When a company with a global reputation for excellence begins to miss deliveries, blame quickly turns to a lack of investment in new equipment – but the real reason may be a question of process..?

This month, Ed Presley, Associate Director, offers up some sound advice on how to ‘Maintain Excellence’ in our regular feature in Manufacturing Management’s ‘CI Dilemma & Solution’.

 

 

In my experience, every operations manager the board has ever met will ask for investment in machinery at least once, and the stock response will be a firm ‘No’. This can be disheartening, but it doesn’t always mean that your case for investment is not valid.In today’s manufacturing environment, it is very rare for machines to simply fail. It is normally more to do with the way they are maintained and operated. To my mind, this problem is much more likely to be about a change in your practices that gradually over time have affected your overall performance.

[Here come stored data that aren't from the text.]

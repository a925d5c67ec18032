//! Chart request seeding

use crate::chart::types::{ChartPage, ChartRequest};
use url::Url;

/// Path of a yearly chart page, relative to the site root
const CHART_PATH_TEMPLATE: &str = "/chart/TOP100/{year}?pNum={page}";

/// Builds the location of one chart page
///
/// # Arguments
///
/// * `base_url` - Site root, e.g. `http://www.mnet.com`
/// * `year` - Chart year
/// * `page` - Which half of the chart
pub fn chart_url(base_url: &Url, year: i32, page: ChartPage) -> Result<Url, url::ParseError> {
    let path = CHART_PATH_TEMPLATE
        .replace("{year}", &year.to_string())
        .replace("{page}", &page.number().to_string());
    base_url.join(&path)
}

/// Builds every chart request for the inclusive year range
///
/// Requests are ordered by year ascending, then page 1 before page 2.
/// An empty range (`start_year > end_year`) yields no requests.
///
/// # Example
///
/// ```
/// use kpop_crawler::chart::chart_requests;
/// use url::Url;
///
/// let base = Url::parse("http://www.mnet.com").unwrap();
/// let requests = chart_requests(&base, 2011, 2012);
/// assert_eq!(requests.len(), 4);
/// assert_eq!(requests[0].url.as_str(), "http://www.mnet.com/chart/TOP100/2011?pNum=1");
/// ```
pub fn chart_requests(base_url: &Url, start_year: i32, end_year: i32) -> Vec<ChartRequest> {
    (start_year..=end_year)
        .flat_map(|year| ChartPage::ALL.into_iter().map(move |page| (year, page)))
        .filter_map(|(year, page)| match chart_url(base_url, year, page) {
            Ok(url) => Some(ChartRequest { year, page, url }),
            Err(e) => {
                // The path template is fixed, so this only happens with an unusable base URL
                tracing::warn!("Cannot build chart URL for {} page {}: {}", year, page, e);
                None
            }
        })
        .collect()
}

Instead of focussing on the equipment, we would start by looking at the critical need for the investment; are you looking to gain a competitive advantage or simply get back to your original performance standard?  We would look at the historic results in quality and delivery; ideally as OEE and compare the trends over time.  If you can return to and exceed the results of the past, then you have a very convincing case for new machinery for the purpose of growth; not just to maintain the status-quo.  It may however prove that the board were right and there is no need for investment.

The greatest challenge is always to look at the bigger picture and to make the link between results and practices.  A solid investment in your people and their practices will more often than not achieve the desired outcomes.  You have stated the staff are highly skilled, engaged and willing to embrace change which is a superb starting point to change practices.  We believe that embedding exceptional practices, is more about changing an organisation’s mindset over their tools (80% behaviours: 20% tools). Self-discipline and ownership are key attributes for everyone to enable a sustainable process.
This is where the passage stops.